As the economy shifts and people tighten their purse strings, certain everyday luxuries are the first to get cut from the budget. One of these luxuries includes some of your favorite fast-food chains.
Since 2020, hundreds of fast-food franchises have closed their doors, but why are these popular restaurants filing for bankruptcy? Let’s get into it.
The Promises of Operating a Fast Food Franchise
Running a fast-food chain is not an easy feat, even when times are good. While franchising has been largely successful over the last 75 years, some owners were not able to live up to their franchises’ names in production or sales.
In these cases, the stores often close their doors. While some stores will file for Chapter 11 bankruptcy, the brand will still live on and perform well with its other stores.
The Decline of Fast Food
2023 saw the decline of several fast-food franchises. Hundreds of Burger King restaurants closed down, dozens of Popeyes franchise owners filed for bankruptcy, and widespread layoffs across California have plagued the fast food industry.
There isn’t one reason behind the closures and job losses at these restaurants. Instead, it is an accumulation of several reasons.
The First Blow
The first major blow to many fast-food chains happened in March 2020. Fast-food workers were labeled essential workers, and restaurant owners were forced to constantly adapt to an ever-changing “new normal.”
The changing design of service style for these stores became essential to survival, but they were costly. The limited staff, who had to remain six feet apart, adapted to mobile ordering and virtual payment, all while earning minimum wage.
Many Workers Left the Fast Food Industry
These constant challenges with low wages left many workers to leave their positions at fast-food restaurants and look for higher-paying jobs that require less physical labor.
According to the Los Angeles Times, restaurants and bars made up 5 million jobs. That number fell to 1.1 million jobs by the end of 2021.
States Raise Minimum Wages
Hoping to bring back some jobs and help those currently working at fast-food restaurants, California Gov. Gavin Newsom signed a new law that mandates that chains with 60 or more locations nationwide must pay workers at least $20 an hour. California isn’t the only state raising its minimum wage.
These increasing wages are leaving some of the struggling fast-food franchises with no other option than to close their doors or cut hours.
Outrageous Price Hikes
To combat the changes, fast food chains have started to hike their prices, cutting away at the affordability that consumers turn to them for. The higher prices are a direct result of high inflation and an economy on the fringes of a recession.

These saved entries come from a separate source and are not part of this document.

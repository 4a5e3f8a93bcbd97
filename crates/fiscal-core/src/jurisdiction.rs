//! # Jurisdiction Codes
//!
//! The 27 Brazilian federative units (UFs). A jurisdiction code selects
//! intra- versus inter-state tax treatment and supplies the 2-digit IBGE
//! code embedded in access keys.
//!
//! ## Validation
//!
//! Parsing trims and uppercases the input, so `" sp"` resolves to
//! [`JurisdictionCode::SP`]. Anything that is not one of the 27 codes is
//! rejected with [`ValidationError::InvalidJurisdiction`].

use serde::{Deserialize, Serialize};

use crate::error::ValidationError;

/// Geographic region of a UF. Interstate ICMS rates depend on it.
#[derive(Debug, Clone, Copy, PartialEq, Eq, Hash, Serialize, Deserialize)]
#[serde(rename_all = "snake_case")]
pub enum Region {
    /// Norte.
    North,
    /// Nordeste.
    Northeast,
    /// Centro-Oeste.
    CenterWest,
    /// Sudeste.
    Southeast,
    /// Sul.
    South,
}

/// A Brazilian federative unit.
#[derive(Debug, Clone, Copy, PartialEq, Eq, Hash, PartialOrd, Ord, Serialize, Deserialize)]
#[serde(try_from = "String", into = "String")]
#[allow(missing_docs)]
pub enum JurisdictionCode {
    AC,
    AL,
    AM,
    AP,
    BA,
    CE,
    DF,
    ES,
    GO,
    MA,
    MG,
    MS,
    MT,
    PA,
    PB,
    PE,
    PI,
    PR,
    RJ,
    RN,
    RO,
    RR,
    RS,
    SC,
    SE,
    SP,
    TO,
}

impl JurisdictionCode {
    /// Parse a jurisdiction code, normalizing case and whitespace.
    ///
    /// # Errors
    ///
    /// Returns [`ValidationError::InvalidJurisdiction`] for anything other
    /// than the 27 UF codes.
    pub fn parse(value: &str) -> Result<Self, ValidationError> {
        let normalized = value.trim().to_ascii_uppercase();
        Self::all()
            .iter()
            .copied()
            .find(|uf| uf.as_str() == normalized)
            .ok_or_else(|| ValidationError::InvalidJurisdiction(value.to_string()))
    }

    /// The 2-letter code.
    pub fn as_str(&self) -> &'static str {
        match self {
            Self::AC => "AC",
            Self::AL => "AL",
            Self::AM => "AM",
            Self::AP => "AP",
            Self::BA => "BA",
            Self::CE => "CE",
            Self::DF => "DF",
            Self::ES => "ES",
            Self::GO => "GO",
            Self::MA => "MA",
            Self::MG => "MG",
            Self::MS => "MS",
            Self::MT => "MT",
            Self::PA => "PA",
            Self::PB => "PB",
            Self::PE => "PE",
            Self::PI => "PI",
            Self::PR => "PR",
            Self::RJ => "RJ",
            Self::RN => "RN",
            Self::RO => "RO",
            Self::RR => "RR",
            Self::RS => "RS",
            Self::SC => "SC",
            Self::SE => "SE",
            Self::SP => "SP",
            Self::TO => "TO",
        }
    }

    /// The IBGE numeric code (cUF) used in access keys.
    pub fn ibge_code(&self) -> u8 {
        match self {
            Self::RO => 11,
            Self::AC => 12,
            Self::AM => 13,
            Self::RR => 14,
            Self::PA => 15,
            Self::AP => 16,
            Self::TO => 17,
            Self::MA => 21,
            Self::PI => 22,
            Self::CE => 23,
            Self::RN => 24,
            Self::PB => 25,
            Self::PE => 26,
            Self::AL => 27,
            Self::SE => 28,
            Self::BA => 29,
            Self::MG => 31,
            Self::ES => 32,
            Self::RJ => 33,
            Self::SP => 35,
            Self::PR => 41,
            Self::SC => 42,
            Self::RS => 43,
            Self::MS => 50,
            Self::MT => 51,
            Self::GO => 52,
            Self::DF => 53,
        }
    }

    /// Resolve a UF from its IBGE numeric code.
    pub fn from_ibge_code(code: u8) -> Option<Self> {
        Self::all().iter().copied().find(|uf| uf.ibge_code() == code)
    }

    /// Geographic region.
    pub fn region(&self) -> Region {
        match self {
            Self::AC | Self::AM | Self::AP | Self::PA | Self::RO | Self::RR | Self::TO => {
                Region::North
            }
            Self::AL
            | Self::BA
            | Self::CE
            | Self::MA
            | Self::PB
            | Self::PE
            | Self::PI
            | Self::RN
            | Self::SE => Region::Northeast,
            Self::DF | Self::GO | Self::MS | Self::MT => Region::CenterWest,
            Self::ES | Self::MG | Self::RJ | Self::SP => Region::Southeast,
            Self::PR | Self::RS | Self::SC => Region::South,
        }
    }

    /// Return all 27 codes.
    pub fn all() -> &'static [JurisdictionCode] {
        &[
            Self::AC,
            Self::AL,
            Self::AM,
            Self::AP,
            Self::BA,
            Self::CE,
            Self::DF,
            Self::ES,
            Self::GO,
            Self::MA,
            Self::MG,
            Self::MS,
            Self::MT,
            Self::PA,
            Self::PB,
            Self::PE,
            Self::PI,
            Self::PR,
            Self::RJ,
            Self::RN,
            Self::RO,
            Self::RR,
            Self::RS,
            Self::SC,
            Self::SE,
            Self::SP,
            Self::TO,
        ]
    }
}

impl std::fmt::Display for JurisdictionCode {
    fn fmt(&self, f: &mut std::fmt::Formatter<'_>) -> std::fmt::Result {
        f.write_str(self.as_str())
    }
}

impl std::str::FromStr for JurisdictionCode {
    type Err = ValidationError;

    fn from_str(s: &str) -> Result<Self, Self::Err> {
        Self::parse(s)
    }
}

impl TryFrom<String> for JurisdictionCode {
    type Error = ValidationError;

    fn try_from(value: String) -> Result<Self, Self::Error> {
        Self::parse(&value)
    }
}

impl From<JurisdictionCode> for String {
    fn from(value: JurisdictionCode) -> Self {
        value.as_str().to_string()
    }
}

#[cfg(test)]
mod tests {
    use super::*;

    #[test]
    fn parse_normalizes_case_and_whitespace() {
        assert_eq!(JurisdictionCode::parse("sp").unwrap(), JurisdictionCode::SP);
        assert_eq!(JurisdictionCode::parse(" Rj ").unwrap(), JurisdictionCode::RJ);
    }

    #[test]
    fn parse_rejects_unknown_codes() {
        assert!(JurisdictionCode::parse("XX").is_err());
        assert!(JurisdictionCode::parse("S").is_err());
        assert!(JurisdictionCode::parse("SPX").is_err());
        assert!(JurisdictionCode::parse("").is_err());
    }

    #[test]
    fn ibge_codes_are_unique_and_invertible() {
        let mut seen = std::collections::HashSet::new();
        for uf in JurisdictionCode::all() {
            assert!(seen.insert(uf.ibge_code()), "duplicate IBGE code for {uf}");
            assert_eq!(JurisdictionCode::from_ibge_code(uf.ibge_code()), Some(*uf));
        }
        assert_eq!(seen.len(), 27);
    }

    #[test]
    fn known_ibge_codes() {
        assert_eq!(JurisdictionCode::SP.ibge_code(), 35);
        assert_eq!(JurisdictionCode::RJ.ibge_code(), 33);
        assert_eq!(JurisdictionCode::BA.ibge_code(), 29);
    }

    #[test]
    fn regions() {
        assert_eq!(JurisdictionCode::SP.region(), Region::Southeast);
        assert_eq!(JurisdictionCode::BA.region(), Region::Northeast);
        assert_eq!(JurisdictionCode::RS.region(), Region::South);
        assert_eq!(JurisdictionCode::DF.region(), Region::CenterWest);
        assert_eq!(JurisdictionCode::AM.region(), Region::North);
    }

    #[test]
    fn serde_roundtrip_as_string() {
        let json = serde_json::to_string(&JurisdictionCode::MG).unwrap();
        assert_eq!(json, "\"MG\"");
        let back: JurisdictionCode = serde_json::from_str("\"mg\"").unwrap();
        assert_eq!(back, JurisdictionCode::MG);
        assert!(serde_json::from_str::<JurisdictionCode>("\"ZZ\"").is_err());
    }
}
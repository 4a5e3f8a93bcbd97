//! Pipeline service errors.

use fiscal_core::{DocumentId, FiscalError, JobId};
use fiscal_state::{DocumentError, JobError};
use thiserror::Error;

use crate::store::StoreError;

/// Errors from [`Pipeline`](crate::service::Pipeline) operations.
#[derive(Error, Debug, Clone, PartialEq, Eq)]
pub enum PipelineError {
    /// Storage failed or a concurrent writer won.
    #[error(transparent)]
    Store(#[from] StoreError),

    /// Document construction or transition rejected.
    #[error(transparent)]
    Document(#[from] DocumentError),

    /// Job construction or transition rejected.
    #[error(transparent)]
    Job(#[from] JobError),

    /// No such document.
    #[error("document {0} not found")]
    DocumentNotFound(DocumentId),

    /// No such job.
    #[error("job {0} not found")]
    JobNotFound(JobId),

    /// Reprocess needs a previous job to copy.
    #[error("document {0} has no previous job to reprocess")]
    NothingToReprocess(DocumentId),
}

impl PipelineError {
    /// Whether a concurrent writer changed the records first.
    pub fn is_conflict(&self) -> bool {
        matches!(self, Self::Store(StoreError::VersionConflict { .. }))
    }
}

impl From<PipelineError> for FiscalError {
    fn from(err: PipelineError) -> Self {
        match err {
            PipelineError::Document(DocumentError::Transition(t))
            | PipelineError::Job(JobError::Transition(t)) => FiscalError::StateTransition(t),
            PipelineError::Document(DocumentError::Validation(v)) => FiscalError::Validation(v),
            other => FiscalError::Configuration(other.to_string()),
        }
    }
}
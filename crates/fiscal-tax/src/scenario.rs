//! # Scenario Calculator
//!
//! Operation-type aware estimate of ICMS, PIS, COFINS and ISS for a single
//! value, with two branches on top of the legacy lines:
//!
//! - **Special regime** (Simples Nacional): every line is zeroed and a note
//!   points at the DAS slip, where the taxes are actually collected.
//! - **Future-regime preview**: parallel CBS/IBS estimates are attached
//!   without replacing any legacy line.
//!
//! The CFOP comes from a fixed table per operation type and does not go
//! through the tax matrix. Rates come from [`ScenarioRates`].
//!
//! ## Validation order
//!
//! 1. operation type
//! 2. origin and destination UF
//! 3. value > 0
//! 4. classification code (NCM), when given
//!
//! The first failure is returned.

use std::collections::BTreeMap;
use std::fmt;
use std::str::FromStr;

use fiscal_core::{
    percent_of, round_money, ClassificationCode, JurisdictionCode, Region, ValidationError,
};
use rust_decimal::Decimal;
use serde::{Deserialize, Serialize};

use crate::error::TaxError;

/// Note attached when the special regime zeroes the lines.
pub const SPECIAL_REGIME_NOTE: &str =
    "Simples Nacional: ICMS, PIS, COFINS and ISS are collected through the DAS slip";

/// Observation attached to every IBS/CBS preview.
pub const TRANSITION_OBSERVATION: &str =
    "IBS/CBS transition window: preview values are informational and do not replace current taxes";

// ---------------------------------------------------------------------------
// Operation type
// ---------------------------------------------------------------------------

/// Kind of commercial operation.
#[derive(Debug, Clone, Copy, PartialEq, Eq, Hash, Serialize, Deserialize)]
#[serde(rename_all = "snake_case")]
pub enum OperationType {
    /// Sale (venda).
    Sale,
    /// Purchase (compra).
    Purchase,
    /// Transfer between establishments (transferencia).
    Transfer,
    /// Return of goods (devolucao).
    Return,
}

impl OperationType {
    /// CFOP for the operation, by intra/interstate.
    pub fn operation_code(&self, interstate: bool) -> &'static str {
        match (self, interstate) {
            (Self::Sale, false) => "5102",
            (Self::Sale, true) => "6102",
            (Self::Purchase, false) => "1102",
            (Self::Purchase, true) => "2102",
            (Self::Transfer, false) => "5152",
            (Self::Transfer, true) => "6152",
            (Self::Return, false) => "5202",
            (Self::Return, true) => "6202",
        }
    }

    /// Portuguese name, as accepted by [`FromStr`].
    pub fn as_str(&self) -> &'static str {
        match self {
            Self::Sale => "venda",
            Self::Purchase => "compra",
            Self::Transfer => "transferencia",
            Self::Return => "devolucao",
        }
    }
}

impl fmt::Display for OperationType {
    fn fmt(&self, f: &mut fmt::Formatter<'_>) -> fmt::Result {
        f.write_str(self.as_str())
    }
}

impl FromStr for OperationType {
    type Err = ValidationError;

    fn from_str(s: &str) -> Result<Self, Self::Err> {
        match s.trim().to_ascii_lowercase().as_str() {
            "venda" => Ok(Self::Sale),
            "compra" => Ok(Self::Purchase),
            "transferencia" => Ok(Self::Transfer),
            "devolucao" => Ok(Self::Return),
            _ => Err(ValidationError::InvalidOperationType(s.to_string())),
        }
    }
}

// ---------------------------------------------------------------------------
// Rates
// ---------------------------------------------------------------------------

/// Rate table for the scenario calculator. All values are percentages.
#[derive(Debug, Clone, PartialEq, Eq, Serialize, Deserialize)]
#[serde(default)]
pub struct ScenarioRates {
    /// Intrastate ICMS when the UF has no override.
    pub internal_icms: Decimal,
    /// Intrastate ICMS per UF.
    pub internal_icms_overrides: BTreeMap<JurisdictionCode, Decimal>,
    /// Interstate ICMS from South/Southeast (except ES) into N/NE/CO or ES.
    pub interstate_icms_reduced: Decimal,
    /// Every other interstate route.
    pub interstate_icms_standard: Decimal,
    /// PIS.
    pub pis: Decimal,
    /// COFINS.
    pub cofins: Decimal,
    /// ISS on services.
    pub iss: Decimal,
    /// CBS preview.
    pub cbs_preview: Decimal,
    /// IBS preview.
    pub ibs_preview: Decimal,
}

impl Default for ScenarioRates {
    fn default() -> Self {
        Self {
            internal_icms: Decimal::new(18, 0),
            internal_icms_overrides: BTreeMap::new(),
            interstate_icms_reduced: Decimal::new(7, 0),
            interstate_icms_standard: Decimal::new(12, 0),
            pis: Decimal::new(165, 2),
            cofins: Decimal::new(76, 1),
            iss: Decimal::new(5, 0),
            cbs_preview: Decimal::new(9, 1),
            ibs_preview: Decimal::new(1, 1),
        }
    }
}

impl ScenarioRates {
    /// ICMS rate for a route.
    pub fn icms_rate(&self, origin: JurisdictionCode, destination: JurisdictionCode) -> Decimal {
        if origin == destination {
            return self
                .internal_icms_overrides
                .get(&origin)
                .copied()
                .unwrap_or(self.internal_icms);
        }
        let from_developed = matches!(origin.region(), Region::South | Region::Southeast)
            && origin != JurisdictionCode::ES;
        let to_less_developed = matches!(
            destination.region(),
            Region::North | Region::Northeast | Region::CenterWest
        ) || destination == JurisdictionCode::ES;
        if from_developed && to_less_developed {
            self.interstate_icms_reduced
        } else {
            self.interstate_icms_standard
        }
    }
}

// ---------------------------------------------------------------------------
// Request / result
// ---------------------------------------------------------------------------

/// Raw scenario input. Strings are validated by the calculator.
#[derive(Debug, Clone, PartialEq, Serialize, Deserialize)]
pub struct ScenarioRequest {
    /// `venda`, `compra`, `transferencia` or `devolucao`.
    pub operation_type: String,
    /// Origin UF, any case.
    pub origin: String,
    /// Destination UF, any case.
    pub destination: String,
    /// Gross value.
    pub value: Decimal,
    /// Optional NCM.
    #[serde(default)]
    pub classification_code: Option<String>,
    /// Service operation (ISS instead of ICMS).
    #[serde(default)]
    pub is_service: bool,
    /// Simples Nacional.
    #[serde(default)]
    pub is_special_regime: bool,
    /// Attach the IBS/CBS preview.
    #[serde(default)]
    pub future_regime_preview: bool,
}

/// One tax line.
#[derive(Debug, Clone, PartialEq, Eq, Serialize, Deserialize)]
pub struct TaxLine {
    /// Base.
    pub base: Decimal,
    /// Rate, percent.
    pub rate: Decimal,
    /// Value.
    pub value: Decimal,
}

impl TaxLine {
    fn compute(base: Decimal, rate: Decimal) -> Result<Self, ValidationError> {
        Ok(Self {
            base: round_money(base),
            rate,
            value: round_money(percent_of(base, rate)?),
        })
    }

    fn zero(base: Decimal) -> Self {
        Self {
            base: round_money(base),
            rate: Decimal::ZERO,
            value: Decimal::ZERO,
        }
    }
}

/// Parallel IBS/CBS estimate.
#[derive(Debug, Clone, PartialEq, Eq, Serialize, Deserialize)]
pub struct DualVatPreview {
    /// Base.
    pub base: Decimal,
    /// CBS rate.
    pub cbs_rate: Decimal,
    /// CBS value.
    pub cbs_value: Decimal,
    /// IBS rate.
    pub ibs_rate: Decimal,
    /// IBS value.
    pub ibs_value: Decimal,
    /// Transition-window observation.
    pub observation: String,
}

/// Scenario output.
#[derive(Debug, Clone, PartialEq, Eq, Serialize, Deserialize)]
pub struct ScenarioResult {
    /// Parsed operation type.
    pub operation_type: OperationType,
    /// CFOP.
    pub operation_code: String,
    /// Origin UF.
    pub origin: JurisdictionCode,
    /// Destination UF.
    pub destination: JurisdictionCode,
    /// Whether origin and destination differ.
    pub interstate: bool,
    /// Validated NCM.
    pub classification_code: Option<ClassificationCode>,
    /// Gross value.
    pub value: Decimal,
    /// ICMS line.
    pub icms: TaxLine,
    /// PIS line.
    pub pis: TaxLine,
    /// COFINS line.
    pub cofins: TaxLine,
    /// ISS line.
    pub iss: TaxLine,
    /// Sum of the four lines above.
    pub total_taxes: Decimal,
    /// IBS/CBS preview, when requested.
    pub dual_vat_preview: Option<DualVatPreview>,
    /// Informational notes.
    pub notes: Vec<String>,
}

// ---------------------------------------------------------------------------
// Calculator
// ---------------------------------------------------------------------------

/// Stateless scenario calculator over a rate table.
#[derive(Debug, Clone, Default)]
pub struct ScenarioCalculator {
    rates: ScenarioRates,
}

impl ScenarioCalculator {
    /// Calculator with the given rates.
    pub fn new(rates: ScenarioRates) -> Self {
        Self { rates }
    }

    /// The rate table in use.
    pub fn rates(&self) -> &ScenarioRates {
        &self.rates
    }

    /// Validate the request and compute every line.
    ///
    /// # Errors
    ///
    /// [`TaxError::Validation`] wrapping the first failed check, in the
    /// order listed in the module documentation, or
    /// [`ValidationError::AmountOutOfRange`] when a line overflows.
    pub fn calculate(&self, request: &ScenarioRequest) -> Result<ScenarioResult, TaxError> {
        let operation_type: OperationType = request.operation_type.parse()?;
        let origin = JurisdictionCode::parse(&request.origin)?;
        let destination = JurisdictionCode::parse(&request.destination)?;
        if request.value <= Decimal::ZERO {
            return Err(ValidationError::InvalidValue(request.value.to_string()).into());
        }
        let classification_code = request
            .classification_code
            .as_deref()
            .map(ClassificationCode::new)
            .transpose()?;

        let value = request.value;
        let interstate = origin != destination;
        let mut notes = Vec::new();

        let (icms, pis, cofins, iss) = if request.is_special_regime {
            notes.push(SPECIAL_REGIME_NOTE.to_string());
            (
                TaxLine::zero(value),
                TaxLine::zero(value),
                TaxLine::zero(value),
                TaxLine::zero(value),
            )
        } else {
            let (icms, iss) = if request.is_service {
                (TaxLine::zero(value), TaxLine::compute(value, self.rates.iss)?)
            } else {
                (
                    TaxLine::compute(value, self.rates.icms_rate(origin, destination))?,
                    TaxLine::zero(value),
                )
            };
            (
                icms,
                TaxLine::compute(value, self.rates.pis)?,
                TaxLine::compute(value, self.rates.cofins)?,
                iss,
            )
        };

        let total_taxes = [pis.value, cofins.value, iss.value]
            .into_iter()
            .try_fold(icms.value, |sum, line| sum.checked_add(line))
            .ok_or_else(|| ValidationError::AmountOutOfRange(format!("total taxes on {value}")))?;

        let dual_vat_preview = if request.future_regime_preview {
            Some(DualVatPreview {
                base: round_money(value),
                cbs_rate: self.rates.cbs_preview,
                cbs_value: round_money(percent_of(value, self.rates.cbs_preview)?),
                ibs_rate: self.rates.ibs_preview,
                ibs_value: round_money(percent_of(value, self.rates.ibs_preview)?),
                observation: TRANSITION_OBSERVATION.to_string(),
            })
        } else {
            None
        };

        Ok(ScenarioResult {
            operation_type,
            operation_code: operation_type.operation_code(interstate).to_string(),
            origin,
            destination,
            interstate,
            classification_code,
            value,
            icms,
            pis,
            cofins,
            iss,
            total_taxes,
            dual_vat_preview,
            notes,
        })
    }
}
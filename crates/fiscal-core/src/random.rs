//! # Random Sources
//!
//! The 8-digit numeric code inside an access key is random in production
//! and must be reproducible in tests. Callers depend on [`RandomSource`]
//! and pick [`OsRandom`] or a seeded [`SeededRandom`].

use parking_lot::Mutex;
use rand::rngs::StdRng;
use rand::{Rng, SeedableRng};

/// Injectable source of uniformly distributed integers.
pub trait RandomSource: Send + Sync {
    /// A value uniformly drawn from `0..upper`. `upper` must be non-zero.
    fn below(&self, upper: u32) -> u32;
}

/// Thread-local OS-seeded generator.
#[derive(Debug, Clone, Copy, Default)]
pub struct OsRandom;

impl RandomSource for OsRandom {
    fn below(&self, upper: u32) -> u32 {
        rand::thread_rng().gen_range(0..upper.max(1))
    }
}

/// Deterministic generator: the same seed yields the same sequence.
#[derive(Debug)]
pub struct SeededRandom {
    rng: Mutex<StdRng>,
}

impl SeededRandom {
    /// Create a generator from a 64-bit seed.
    pub fn new(seed: u64) -> Self {
        Self {
            rng: Mutex::new(StdRng::seed_from_u64(seed)),
        }
    }
}

impl RandomSource for SeededRandom {
    fn below(&self, upper: u32) -> u32 {
        self.rng.lock().gen_range(0..upper.max(1))
    }
}

#[cfg(test)]
mod tests {
    use super::*;

    #[test]
    fn seeded_sources_repeat() {
        let a = SeededRandom::new(42);
        let b = SeededRandom::new(42);
        let xs: Vec<u32> = (0..8).map(|_| a.below(100_000_000)).collect();
        let ys: Vec<u32> = (0..8).map(|_| b.below(100_000_000)).collect();
        assert_eq!(xs, ys);
    }

    #[test]
    fn values_respect_upper_bound() {
        let r = SeededRandom::new(7);
        for _ in 0..1000 {
            assert!(r.below(10) < 10);
        }
        assert!(OsRandom.below(5) < 5);
    }
}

However, consumers realized these prices were just too high to justify purchasing a meal from their go-to fast food chains, leading to a significant decrease in sales.
McDonald’s Admits to Raising Prices
In an earnings call last year, McDonald’s Chief Financial Officer Ian Borden admitted that the fast food brand has raised its menu prices across all its franchises by ten percent.
With Americans earning less than ever before and prices reaching new highs, more people are opting to stay home and cook dinner.
Higher Operating Costs vs. Lower Sales
“Prices have been so much higher than operating costs over the last decade that these companies could just absorb higher operating costs,” Roosevelt Institute labor expert Alí Bustamante, a co-author of the analysis, said to CBS MoneyWatch.
Bustamante continued: “This is about raising the floor and making sure that $20 being the new minimum wage puts workers on a better economic footing to cover their household needs.”
Some Franchise Owners Struggle
With low sales and high wages, many restaurant owners are hitting a wall and are left with limited options. “We aren’t these big corporations with deep pockets—we’re not Wall Street, we are Main Street,” said Alex Johnson.
Some franchise owners are choosing to seek some help by filing for Chapter 11 bankruptcy, hoping that it will provide a much-needed life raft to get over these hard times.
Fast Food Franchise That Are Avoiding Bankruptcy
Some restaurants are choosing to avoid filing for Chapter 7 or Chapter 11 bankruptcy by closing some of their chain’s doors, shrinking, and focusing on locations that do perform well.
Bagger Dave’s, a popular brand in Michigan, is closing most of its locations quietly as the chain’s operator, BT Brands, reviews strategic alternatives for the fast food restaurant.
The End of an Era?
With money being tight for everyone, there doesn’t seem to be a silver lining in all these bankruptcies and rebranding efforts. As dozens and hundreds of Popeyes, Burger Kings, and Bojangles close their doors, reports suggest that Taco Bell, KFC, and Pizza Hut might be next on the chopping block.
Sure, there will always be plenty of fast food options in the U.S., but owning a fast food franchise isn’t the golden ticket that it once was.